# [RECORD SET]
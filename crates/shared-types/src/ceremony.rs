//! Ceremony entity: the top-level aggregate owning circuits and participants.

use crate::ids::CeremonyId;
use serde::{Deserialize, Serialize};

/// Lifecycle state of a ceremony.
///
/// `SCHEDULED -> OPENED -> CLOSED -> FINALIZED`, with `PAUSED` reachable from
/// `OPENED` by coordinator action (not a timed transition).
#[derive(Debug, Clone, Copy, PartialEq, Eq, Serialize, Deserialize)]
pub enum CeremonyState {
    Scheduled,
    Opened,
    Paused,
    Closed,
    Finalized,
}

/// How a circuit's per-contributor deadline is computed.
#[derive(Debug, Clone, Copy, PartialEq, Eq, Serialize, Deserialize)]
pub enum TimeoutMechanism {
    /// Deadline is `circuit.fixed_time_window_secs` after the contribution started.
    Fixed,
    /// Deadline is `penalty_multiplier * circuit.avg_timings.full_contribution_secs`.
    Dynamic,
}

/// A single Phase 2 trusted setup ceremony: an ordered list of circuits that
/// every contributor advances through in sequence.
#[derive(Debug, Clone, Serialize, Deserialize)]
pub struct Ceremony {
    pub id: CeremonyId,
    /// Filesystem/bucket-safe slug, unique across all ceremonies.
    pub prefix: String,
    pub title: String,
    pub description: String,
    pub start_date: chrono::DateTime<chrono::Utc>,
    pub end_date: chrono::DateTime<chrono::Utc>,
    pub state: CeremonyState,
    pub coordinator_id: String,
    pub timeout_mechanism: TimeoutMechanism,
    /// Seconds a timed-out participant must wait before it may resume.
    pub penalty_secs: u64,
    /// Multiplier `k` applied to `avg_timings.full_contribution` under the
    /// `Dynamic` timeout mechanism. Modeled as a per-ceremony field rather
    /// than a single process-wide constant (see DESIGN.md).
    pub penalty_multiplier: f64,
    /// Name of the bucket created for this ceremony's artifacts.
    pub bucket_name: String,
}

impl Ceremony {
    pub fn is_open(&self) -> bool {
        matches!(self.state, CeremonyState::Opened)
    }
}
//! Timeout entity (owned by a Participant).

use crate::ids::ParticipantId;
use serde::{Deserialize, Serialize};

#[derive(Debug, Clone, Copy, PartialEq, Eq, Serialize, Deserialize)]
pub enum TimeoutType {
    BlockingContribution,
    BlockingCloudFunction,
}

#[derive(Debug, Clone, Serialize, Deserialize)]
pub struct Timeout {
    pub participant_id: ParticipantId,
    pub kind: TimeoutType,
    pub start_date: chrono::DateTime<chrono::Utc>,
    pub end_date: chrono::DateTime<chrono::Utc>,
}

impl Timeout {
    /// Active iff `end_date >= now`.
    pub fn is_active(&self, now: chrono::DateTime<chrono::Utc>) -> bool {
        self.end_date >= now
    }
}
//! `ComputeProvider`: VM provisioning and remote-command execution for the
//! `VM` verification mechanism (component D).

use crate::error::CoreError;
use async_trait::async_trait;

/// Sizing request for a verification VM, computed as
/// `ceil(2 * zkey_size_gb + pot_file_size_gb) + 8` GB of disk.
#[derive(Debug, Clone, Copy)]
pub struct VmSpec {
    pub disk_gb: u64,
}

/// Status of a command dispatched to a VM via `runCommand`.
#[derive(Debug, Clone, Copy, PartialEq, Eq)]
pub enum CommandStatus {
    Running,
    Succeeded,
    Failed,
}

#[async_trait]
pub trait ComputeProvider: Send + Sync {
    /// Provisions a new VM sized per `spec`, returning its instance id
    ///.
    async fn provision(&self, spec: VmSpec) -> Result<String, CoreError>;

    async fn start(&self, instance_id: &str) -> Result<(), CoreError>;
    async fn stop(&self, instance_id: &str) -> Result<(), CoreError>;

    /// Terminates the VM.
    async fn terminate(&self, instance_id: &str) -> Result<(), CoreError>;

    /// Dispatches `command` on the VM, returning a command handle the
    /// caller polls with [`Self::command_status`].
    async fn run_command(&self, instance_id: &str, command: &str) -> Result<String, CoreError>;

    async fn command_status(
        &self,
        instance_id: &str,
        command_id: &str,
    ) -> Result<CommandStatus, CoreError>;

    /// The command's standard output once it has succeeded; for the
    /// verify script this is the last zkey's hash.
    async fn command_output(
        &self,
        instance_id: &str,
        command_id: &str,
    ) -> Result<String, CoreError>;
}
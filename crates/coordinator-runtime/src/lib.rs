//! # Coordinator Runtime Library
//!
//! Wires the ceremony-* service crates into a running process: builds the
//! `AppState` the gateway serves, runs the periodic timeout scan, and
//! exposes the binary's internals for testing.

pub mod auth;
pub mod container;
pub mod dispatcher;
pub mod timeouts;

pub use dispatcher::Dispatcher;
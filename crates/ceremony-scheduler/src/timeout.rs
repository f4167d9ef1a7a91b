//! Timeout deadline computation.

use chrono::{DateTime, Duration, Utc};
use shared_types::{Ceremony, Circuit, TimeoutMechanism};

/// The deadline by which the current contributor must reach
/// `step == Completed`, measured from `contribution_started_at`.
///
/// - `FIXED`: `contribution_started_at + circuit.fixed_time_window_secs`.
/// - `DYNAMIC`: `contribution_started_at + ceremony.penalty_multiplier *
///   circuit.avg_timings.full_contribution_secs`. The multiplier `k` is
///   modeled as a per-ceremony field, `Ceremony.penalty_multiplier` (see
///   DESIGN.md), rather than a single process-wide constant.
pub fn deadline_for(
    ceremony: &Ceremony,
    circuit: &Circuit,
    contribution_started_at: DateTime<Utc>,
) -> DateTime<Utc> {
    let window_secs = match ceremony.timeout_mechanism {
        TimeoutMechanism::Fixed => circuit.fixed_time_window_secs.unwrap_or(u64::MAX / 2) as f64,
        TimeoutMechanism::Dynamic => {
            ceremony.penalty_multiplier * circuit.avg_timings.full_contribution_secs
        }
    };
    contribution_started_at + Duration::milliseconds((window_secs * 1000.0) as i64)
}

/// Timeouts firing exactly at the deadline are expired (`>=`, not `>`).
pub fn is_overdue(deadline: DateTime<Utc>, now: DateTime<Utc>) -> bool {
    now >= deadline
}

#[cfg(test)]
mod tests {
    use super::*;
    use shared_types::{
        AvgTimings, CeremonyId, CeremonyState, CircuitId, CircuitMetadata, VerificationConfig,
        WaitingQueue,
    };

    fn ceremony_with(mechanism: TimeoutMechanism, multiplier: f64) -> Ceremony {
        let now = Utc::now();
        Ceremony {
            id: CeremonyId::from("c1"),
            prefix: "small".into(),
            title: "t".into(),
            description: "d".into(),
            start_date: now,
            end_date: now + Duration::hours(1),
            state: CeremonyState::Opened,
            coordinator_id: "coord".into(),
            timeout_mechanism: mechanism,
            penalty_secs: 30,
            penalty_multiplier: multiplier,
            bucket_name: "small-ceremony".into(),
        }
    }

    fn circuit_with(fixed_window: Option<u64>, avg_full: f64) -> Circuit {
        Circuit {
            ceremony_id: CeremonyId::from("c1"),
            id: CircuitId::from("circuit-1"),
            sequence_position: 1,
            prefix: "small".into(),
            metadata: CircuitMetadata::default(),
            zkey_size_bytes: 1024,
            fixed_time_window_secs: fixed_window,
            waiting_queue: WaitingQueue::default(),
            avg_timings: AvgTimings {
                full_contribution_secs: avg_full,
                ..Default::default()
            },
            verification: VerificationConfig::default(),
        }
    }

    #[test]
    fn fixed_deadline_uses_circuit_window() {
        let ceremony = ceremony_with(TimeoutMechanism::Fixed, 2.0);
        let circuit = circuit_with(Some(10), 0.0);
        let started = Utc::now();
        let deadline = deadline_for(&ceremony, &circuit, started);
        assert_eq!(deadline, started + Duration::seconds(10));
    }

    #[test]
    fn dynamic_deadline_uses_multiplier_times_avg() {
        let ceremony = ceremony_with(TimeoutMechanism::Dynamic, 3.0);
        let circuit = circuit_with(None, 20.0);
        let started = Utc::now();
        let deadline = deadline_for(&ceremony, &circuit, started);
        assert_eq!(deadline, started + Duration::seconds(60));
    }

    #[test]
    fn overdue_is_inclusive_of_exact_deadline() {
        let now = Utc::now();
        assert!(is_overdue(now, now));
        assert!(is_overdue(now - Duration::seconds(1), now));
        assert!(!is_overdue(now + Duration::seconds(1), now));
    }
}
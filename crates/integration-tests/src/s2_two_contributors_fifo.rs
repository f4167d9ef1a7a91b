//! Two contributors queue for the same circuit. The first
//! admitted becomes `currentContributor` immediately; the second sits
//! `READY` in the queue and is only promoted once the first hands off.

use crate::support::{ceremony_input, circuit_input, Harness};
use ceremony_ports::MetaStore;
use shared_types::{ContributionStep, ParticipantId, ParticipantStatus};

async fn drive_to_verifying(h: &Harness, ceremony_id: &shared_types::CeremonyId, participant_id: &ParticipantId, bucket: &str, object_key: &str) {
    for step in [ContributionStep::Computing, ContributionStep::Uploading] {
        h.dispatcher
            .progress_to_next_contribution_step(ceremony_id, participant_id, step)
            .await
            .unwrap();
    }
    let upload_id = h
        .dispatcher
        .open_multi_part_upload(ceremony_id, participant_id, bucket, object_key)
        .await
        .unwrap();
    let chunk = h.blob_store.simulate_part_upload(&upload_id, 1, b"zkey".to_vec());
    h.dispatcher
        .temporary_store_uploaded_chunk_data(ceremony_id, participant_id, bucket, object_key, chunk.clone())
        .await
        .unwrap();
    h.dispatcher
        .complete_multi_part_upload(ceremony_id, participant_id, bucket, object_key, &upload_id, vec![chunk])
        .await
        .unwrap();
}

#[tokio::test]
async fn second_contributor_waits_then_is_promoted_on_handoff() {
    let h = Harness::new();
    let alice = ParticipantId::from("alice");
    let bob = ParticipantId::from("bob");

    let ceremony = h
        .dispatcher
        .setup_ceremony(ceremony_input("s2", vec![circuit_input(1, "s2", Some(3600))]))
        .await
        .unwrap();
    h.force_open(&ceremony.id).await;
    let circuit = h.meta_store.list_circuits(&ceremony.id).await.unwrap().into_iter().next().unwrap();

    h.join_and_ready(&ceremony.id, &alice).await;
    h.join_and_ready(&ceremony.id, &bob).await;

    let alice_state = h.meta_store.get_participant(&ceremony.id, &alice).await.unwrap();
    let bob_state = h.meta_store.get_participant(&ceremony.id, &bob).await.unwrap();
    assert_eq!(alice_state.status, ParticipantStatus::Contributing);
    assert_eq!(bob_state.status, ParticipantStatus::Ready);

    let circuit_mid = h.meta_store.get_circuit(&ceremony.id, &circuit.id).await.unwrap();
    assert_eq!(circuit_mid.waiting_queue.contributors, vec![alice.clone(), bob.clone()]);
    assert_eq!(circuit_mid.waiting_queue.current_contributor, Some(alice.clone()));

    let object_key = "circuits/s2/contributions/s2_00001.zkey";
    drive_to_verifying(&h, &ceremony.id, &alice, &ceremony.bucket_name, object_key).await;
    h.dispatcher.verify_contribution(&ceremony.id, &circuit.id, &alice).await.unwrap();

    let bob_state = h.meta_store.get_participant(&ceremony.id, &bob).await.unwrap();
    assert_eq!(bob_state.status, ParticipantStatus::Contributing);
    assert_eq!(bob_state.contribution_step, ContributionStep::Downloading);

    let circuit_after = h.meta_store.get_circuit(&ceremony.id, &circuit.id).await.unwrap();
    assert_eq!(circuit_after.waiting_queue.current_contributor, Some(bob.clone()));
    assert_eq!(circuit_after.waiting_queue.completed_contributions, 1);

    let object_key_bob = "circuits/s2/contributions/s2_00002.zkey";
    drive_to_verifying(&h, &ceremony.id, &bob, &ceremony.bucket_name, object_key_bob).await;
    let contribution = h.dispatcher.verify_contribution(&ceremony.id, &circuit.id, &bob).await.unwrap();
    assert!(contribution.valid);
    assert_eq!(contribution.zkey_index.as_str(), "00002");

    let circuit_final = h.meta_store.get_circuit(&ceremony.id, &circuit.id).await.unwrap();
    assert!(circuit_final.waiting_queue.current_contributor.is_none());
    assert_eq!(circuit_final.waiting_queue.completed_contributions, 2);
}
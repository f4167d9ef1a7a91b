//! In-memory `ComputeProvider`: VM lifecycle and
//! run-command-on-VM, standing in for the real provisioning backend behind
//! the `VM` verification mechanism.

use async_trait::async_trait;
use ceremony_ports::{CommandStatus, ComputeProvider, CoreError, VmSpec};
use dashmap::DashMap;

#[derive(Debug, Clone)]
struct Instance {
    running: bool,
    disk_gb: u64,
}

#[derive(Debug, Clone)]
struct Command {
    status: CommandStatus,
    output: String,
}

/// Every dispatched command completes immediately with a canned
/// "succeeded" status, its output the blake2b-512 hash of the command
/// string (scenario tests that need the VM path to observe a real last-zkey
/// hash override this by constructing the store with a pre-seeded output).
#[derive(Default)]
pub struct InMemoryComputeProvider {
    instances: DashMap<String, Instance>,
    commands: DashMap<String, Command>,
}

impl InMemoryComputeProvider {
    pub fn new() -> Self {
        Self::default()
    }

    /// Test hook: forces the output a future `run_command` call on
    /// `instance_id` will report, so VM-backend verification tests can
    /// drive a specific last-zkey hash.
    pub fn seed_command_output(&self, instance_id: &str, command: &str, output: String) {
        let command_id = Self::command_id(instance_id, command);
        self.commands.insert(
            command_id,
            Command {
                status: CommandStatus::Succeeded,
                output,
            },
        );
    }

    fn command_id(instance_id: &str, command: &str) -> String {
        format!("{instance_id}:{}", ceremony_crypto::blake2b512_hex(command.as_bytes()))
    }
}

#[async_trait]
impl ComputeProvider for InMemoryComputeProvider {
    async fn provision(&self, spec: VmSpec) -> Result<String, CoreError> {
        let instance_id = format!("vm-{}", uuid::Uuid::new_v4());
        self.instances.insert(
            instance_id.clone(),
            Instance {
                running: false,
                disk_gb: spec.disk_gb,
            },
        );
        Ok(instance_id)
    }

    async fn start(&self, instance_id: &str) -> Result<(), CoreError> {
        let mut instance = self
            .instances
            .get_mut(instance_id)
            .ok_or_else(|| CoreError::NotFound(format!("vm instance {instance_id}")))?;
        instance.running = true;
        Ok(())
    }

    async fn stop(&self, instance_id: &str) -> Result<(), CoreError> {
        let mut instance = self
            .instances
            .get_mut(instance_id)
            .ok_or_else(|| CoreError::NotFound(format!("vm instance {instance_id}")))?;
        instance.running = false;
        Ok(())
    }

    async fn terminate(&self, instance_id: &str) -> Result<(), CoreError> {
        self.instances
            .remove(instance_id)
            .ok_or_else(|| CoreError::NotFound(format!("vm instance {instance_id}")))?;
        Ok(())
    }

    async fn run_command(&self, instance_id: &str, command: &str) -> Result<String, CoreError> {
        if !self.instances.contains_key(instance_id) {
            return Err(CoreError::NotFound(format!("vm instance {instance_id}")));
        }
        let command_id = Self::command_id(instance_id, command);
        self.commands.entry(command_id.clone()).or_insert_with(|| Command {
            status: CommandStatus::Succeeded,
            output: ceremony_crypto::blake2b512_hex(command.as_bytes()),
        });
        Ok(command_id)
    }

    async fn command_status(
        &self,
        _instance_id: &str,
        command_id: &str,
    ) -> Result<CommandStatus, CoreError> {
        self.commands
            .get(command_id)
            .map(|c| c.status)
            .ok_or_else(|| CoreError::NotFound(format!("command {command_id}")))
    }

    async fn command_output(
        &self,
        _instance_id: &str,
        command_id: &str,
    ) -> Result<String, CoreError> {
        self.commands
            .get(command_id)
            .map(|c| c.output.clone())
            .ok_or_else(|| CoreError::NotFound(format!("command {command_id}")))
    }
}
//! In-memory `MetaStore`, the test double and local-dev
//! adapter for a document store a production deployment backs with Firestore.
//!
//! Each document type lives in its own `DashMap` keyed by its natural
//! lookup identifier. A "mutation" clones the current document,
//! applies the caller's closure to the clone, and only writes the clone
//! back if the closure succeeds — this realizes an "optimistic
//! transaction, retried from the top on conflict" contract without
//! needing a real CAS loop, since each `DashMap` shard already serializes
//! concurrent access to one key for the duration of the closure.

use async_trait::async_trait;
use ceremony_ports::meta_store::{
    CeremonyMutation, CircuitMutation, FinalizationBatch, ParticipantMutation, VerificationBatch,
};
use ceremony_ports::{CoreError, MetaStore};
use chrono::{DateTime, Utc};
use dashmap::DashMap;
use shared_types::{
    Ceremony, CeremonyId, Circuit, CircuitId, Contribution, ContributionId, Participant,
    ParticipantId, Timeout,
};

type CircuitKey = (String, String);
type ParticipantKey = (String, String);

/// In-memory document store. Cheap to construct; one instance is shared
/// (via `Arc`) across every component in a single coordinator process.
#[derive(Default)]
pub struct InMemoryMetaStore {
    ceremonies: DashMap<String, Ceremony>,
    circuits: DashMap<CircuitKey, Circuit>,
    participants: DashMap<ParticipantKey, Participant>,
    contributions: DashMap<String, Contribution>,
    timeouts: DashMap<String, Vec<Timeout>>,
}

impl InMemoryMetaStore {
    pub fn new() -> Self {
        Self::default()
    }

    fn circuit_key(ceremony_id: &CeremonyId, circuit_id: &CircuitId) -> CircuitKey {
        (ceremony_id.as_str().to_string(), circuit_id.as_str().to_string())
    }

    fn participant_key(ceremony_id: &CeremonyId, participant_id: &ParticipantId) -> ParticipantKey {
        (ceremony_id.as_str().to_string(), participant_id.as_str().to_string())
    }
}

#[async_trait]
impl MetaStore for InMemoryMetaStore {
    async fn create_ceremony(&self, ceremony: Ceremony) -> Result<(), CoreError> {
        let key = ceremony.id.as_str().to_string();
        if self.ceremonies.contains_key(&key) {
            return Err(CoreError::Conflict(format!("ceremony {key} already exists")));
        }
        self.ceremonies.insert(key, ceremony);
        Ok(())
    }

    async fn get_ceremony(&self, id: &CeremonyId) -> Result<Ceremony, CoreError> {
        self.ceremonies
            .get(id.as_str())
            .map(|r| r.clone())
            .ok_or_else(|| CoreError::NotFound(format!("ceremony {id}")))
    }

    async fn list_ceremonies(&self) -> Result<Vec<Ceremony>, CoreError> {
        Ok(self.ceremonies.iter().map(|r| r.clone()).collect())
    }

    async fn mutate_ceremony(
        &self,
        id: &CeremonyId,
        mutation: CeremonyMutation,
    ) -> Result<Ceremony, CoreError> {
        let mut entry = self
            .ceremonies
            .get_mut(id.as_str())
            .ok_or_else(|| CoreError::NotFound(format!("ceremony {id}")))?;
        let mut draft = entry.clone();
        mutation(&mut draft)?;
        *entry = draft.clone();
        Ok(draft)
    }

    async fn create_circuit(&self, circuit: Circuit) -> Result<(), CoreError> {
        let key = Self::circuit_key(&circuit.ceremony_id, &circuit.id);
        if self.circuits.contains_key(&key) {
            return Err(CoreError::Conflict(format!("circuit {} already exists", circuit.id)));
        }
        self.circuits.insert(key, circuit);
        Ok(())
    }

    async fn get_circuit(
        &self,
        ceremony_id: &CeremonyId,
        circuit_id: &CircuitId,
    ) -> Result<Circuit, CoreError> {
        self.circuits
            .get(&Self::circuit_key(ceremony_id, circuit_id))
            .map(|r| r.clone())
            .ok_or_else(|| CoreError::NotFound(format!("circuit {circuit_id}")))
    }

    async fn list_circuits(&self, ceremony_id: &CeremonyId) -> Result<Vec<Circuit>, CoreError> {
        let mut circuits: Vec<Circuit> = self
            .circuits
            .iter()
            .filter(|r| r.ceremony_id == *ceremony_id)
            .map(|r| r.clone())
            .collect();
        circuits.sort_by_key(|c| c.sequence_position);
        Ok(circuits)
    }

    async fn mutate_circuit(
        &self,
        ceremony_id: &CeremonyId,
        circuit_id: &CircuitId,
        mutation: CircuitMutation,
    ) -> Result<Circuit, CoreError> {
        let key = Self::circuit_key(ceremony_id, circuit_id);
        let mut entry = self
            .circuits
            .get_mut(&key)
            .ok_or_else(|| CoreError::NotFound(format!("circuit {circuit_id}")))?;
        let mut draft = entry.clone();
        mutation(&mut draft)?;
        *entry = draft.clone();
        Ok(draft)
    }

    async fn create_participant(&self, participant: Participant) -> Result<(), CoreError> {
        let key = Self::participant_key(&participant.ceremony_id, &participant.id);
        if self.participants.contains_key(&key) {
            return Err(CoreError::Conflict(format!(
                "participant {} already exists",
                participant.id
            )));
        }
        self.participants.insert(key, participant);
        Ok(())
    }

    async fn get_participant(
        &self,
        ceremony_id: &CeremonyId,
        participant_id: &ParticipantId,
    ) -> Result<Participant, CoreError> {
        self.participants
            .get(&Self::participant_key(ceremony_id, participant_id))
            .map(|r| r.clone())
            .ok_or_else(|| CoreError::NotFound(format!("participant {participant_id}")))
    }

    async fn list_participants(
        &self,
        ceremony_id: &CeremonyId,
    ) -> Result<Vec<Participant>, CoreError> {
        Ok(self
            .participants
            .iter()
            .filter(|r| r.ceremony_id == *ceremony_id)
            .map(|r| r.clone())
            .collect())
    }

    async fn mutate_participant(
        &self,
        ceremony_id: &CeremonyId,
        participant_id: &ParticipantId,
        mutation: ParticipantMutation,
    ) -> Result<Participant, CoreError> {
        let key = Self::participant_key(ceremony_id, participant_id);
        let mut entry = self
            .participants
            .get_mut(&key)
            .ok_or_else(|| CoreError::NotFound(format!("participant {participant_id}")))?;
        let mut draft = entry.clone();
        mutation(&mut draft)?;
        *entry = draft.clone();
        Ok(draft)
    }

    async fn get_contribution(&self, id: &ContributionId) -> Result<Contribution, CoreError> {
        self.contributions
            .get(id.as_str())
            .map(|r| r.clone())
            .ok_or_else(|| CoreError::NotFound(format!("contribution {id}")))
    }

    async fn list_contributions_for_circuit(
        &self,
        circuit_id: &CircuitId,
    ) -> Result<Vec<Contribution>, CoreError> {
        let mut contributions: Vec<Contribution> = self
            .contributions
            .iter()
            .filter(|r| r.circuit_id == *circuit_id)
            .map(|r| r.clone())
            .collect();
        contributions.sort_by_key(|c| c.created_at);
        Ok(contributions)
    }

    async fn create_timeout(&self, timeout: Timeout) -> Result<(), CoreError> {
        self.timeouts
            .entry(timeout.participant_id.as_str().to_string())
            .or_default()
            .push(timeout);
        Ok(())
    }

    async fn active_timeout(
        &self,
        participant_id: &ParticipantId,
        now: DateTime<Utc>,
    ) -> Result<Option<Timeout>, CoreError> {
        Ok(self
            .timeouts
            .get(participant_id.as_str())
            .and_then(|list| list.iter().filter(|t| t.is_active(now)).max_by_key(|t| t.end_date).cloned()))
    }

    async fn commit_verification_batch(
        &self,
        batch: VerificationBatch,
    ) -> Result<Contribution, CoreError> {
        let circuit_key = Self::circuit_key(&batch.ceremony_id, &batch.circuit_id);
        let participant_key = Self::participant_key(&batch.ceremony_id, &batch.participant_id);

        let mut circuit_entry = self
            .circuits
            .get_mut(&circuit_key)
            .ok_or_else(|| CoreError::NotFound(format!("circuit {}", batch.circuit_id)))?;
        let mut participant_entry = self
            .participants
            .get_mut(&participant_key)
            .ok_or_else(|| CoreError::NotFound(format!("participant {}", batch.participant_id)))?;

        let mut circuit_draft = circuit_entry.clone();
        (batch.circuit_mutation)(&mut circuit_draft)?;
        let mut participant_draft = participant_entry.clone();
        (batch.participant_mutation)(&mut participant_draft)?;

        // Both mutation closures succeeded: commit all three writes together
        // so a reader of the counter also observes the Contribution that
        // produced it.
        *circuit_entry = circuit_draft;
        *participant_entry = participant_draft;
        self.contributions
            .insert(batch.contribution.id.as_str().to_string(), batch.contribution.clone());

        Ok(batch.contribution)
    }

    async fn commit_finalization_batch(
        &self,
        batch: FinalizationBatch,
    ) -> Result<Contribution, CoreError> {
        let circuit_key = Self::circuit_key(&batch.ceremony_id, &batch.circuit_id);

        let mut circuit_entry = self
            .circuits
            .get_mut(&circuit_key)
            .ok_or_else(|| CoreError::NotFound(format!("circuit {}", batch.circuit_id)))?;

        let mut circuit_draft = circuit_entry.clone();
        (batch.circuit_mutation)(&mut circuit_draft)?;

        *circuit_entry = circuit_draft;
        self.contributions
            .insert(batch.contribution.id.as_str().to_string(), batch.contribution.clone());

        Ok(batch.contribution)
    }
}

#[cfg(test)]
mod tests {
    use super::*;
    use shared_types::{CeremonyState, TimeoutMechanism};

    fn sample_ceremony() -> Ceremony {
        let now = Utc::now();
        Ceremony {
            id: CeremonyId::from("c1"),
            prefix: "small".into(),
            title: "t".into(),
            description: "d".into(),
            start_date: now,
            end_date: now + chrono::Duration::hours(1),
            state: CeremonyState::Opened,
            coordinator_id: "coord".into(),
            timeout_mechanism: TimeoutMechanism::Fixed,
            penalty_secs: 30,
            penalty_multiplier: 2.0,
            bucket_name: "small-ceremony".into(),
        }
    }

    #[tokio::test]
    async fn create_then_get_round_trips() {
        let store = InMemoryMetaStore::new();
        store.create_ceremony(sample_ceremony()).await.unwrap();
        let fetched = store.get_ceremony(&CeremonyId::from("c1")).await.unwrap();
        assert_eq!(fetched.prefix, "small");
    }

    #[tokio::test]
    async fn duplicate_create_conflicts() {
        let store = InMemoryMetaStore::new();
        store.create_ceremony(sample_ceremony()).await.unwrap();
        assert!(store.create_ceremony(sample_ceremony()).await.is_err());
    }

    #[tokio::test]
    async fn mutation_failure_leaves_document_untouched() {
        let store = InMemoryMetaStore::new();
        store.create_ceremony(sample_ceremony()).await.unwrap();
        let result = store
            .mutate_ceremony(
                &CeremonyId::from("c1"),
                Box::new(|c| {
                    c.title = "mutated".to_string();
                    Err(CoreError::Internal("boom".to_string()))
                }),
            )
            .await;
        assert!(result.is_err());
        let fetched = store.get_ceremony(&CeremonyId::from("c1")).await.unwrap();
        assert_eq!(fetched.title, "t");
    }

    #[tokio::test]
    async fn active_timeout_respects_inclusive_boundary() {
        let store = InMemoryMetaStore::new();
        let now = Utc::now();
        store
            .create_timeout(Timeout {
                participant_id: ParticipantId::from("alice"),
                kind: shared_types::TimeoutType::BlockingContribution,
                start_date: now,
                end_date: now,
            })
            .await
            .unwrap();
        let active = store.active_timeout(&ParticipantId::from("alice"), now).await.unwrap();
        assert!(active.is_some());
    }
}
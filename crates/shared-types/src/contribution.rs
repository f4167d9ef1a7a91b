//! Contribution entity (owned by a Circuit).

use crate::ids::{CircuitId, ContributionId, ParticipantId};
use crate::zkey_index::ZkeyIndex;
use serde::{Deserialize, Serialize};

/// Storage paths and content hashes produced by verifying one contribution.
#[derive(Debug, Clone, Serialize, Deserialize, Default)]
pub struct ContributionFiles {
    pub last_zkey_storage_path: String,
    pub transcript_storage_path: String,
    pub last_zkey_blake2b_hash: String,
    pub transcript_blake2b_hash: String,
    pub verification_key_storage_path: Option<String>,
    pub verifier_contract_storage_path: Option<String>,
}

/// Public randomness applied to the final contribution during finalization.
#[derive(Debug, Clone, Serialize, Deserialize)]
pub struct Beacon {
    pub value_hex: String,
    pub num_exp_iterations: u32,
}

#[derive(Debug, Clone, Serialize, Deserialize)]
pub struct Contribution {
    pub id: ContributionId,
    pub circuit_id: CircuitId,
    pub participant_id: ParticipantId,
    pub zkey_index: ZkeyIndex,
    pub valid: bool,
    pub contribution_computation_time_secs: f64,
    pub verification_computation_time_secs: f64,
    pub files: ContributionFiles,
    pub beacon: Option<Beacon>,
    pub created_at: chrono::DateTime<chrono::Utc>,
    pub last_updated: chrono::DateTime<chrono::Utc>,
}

# [TASK TO COMPLETE]
Show every line of the listing containing the string "bool" by copying it.

# [RESULT]
    pub fn is_open(&self) -> bool {
    pub fn is_active(&self, now: chrono::DateTime<chrono::Utc>) -> bool {
pub fn is_overdue(deadline: DateTime<Utc>, now: DateTime<Utc>) -> bool {
    running: bool,
    pub valid: bool,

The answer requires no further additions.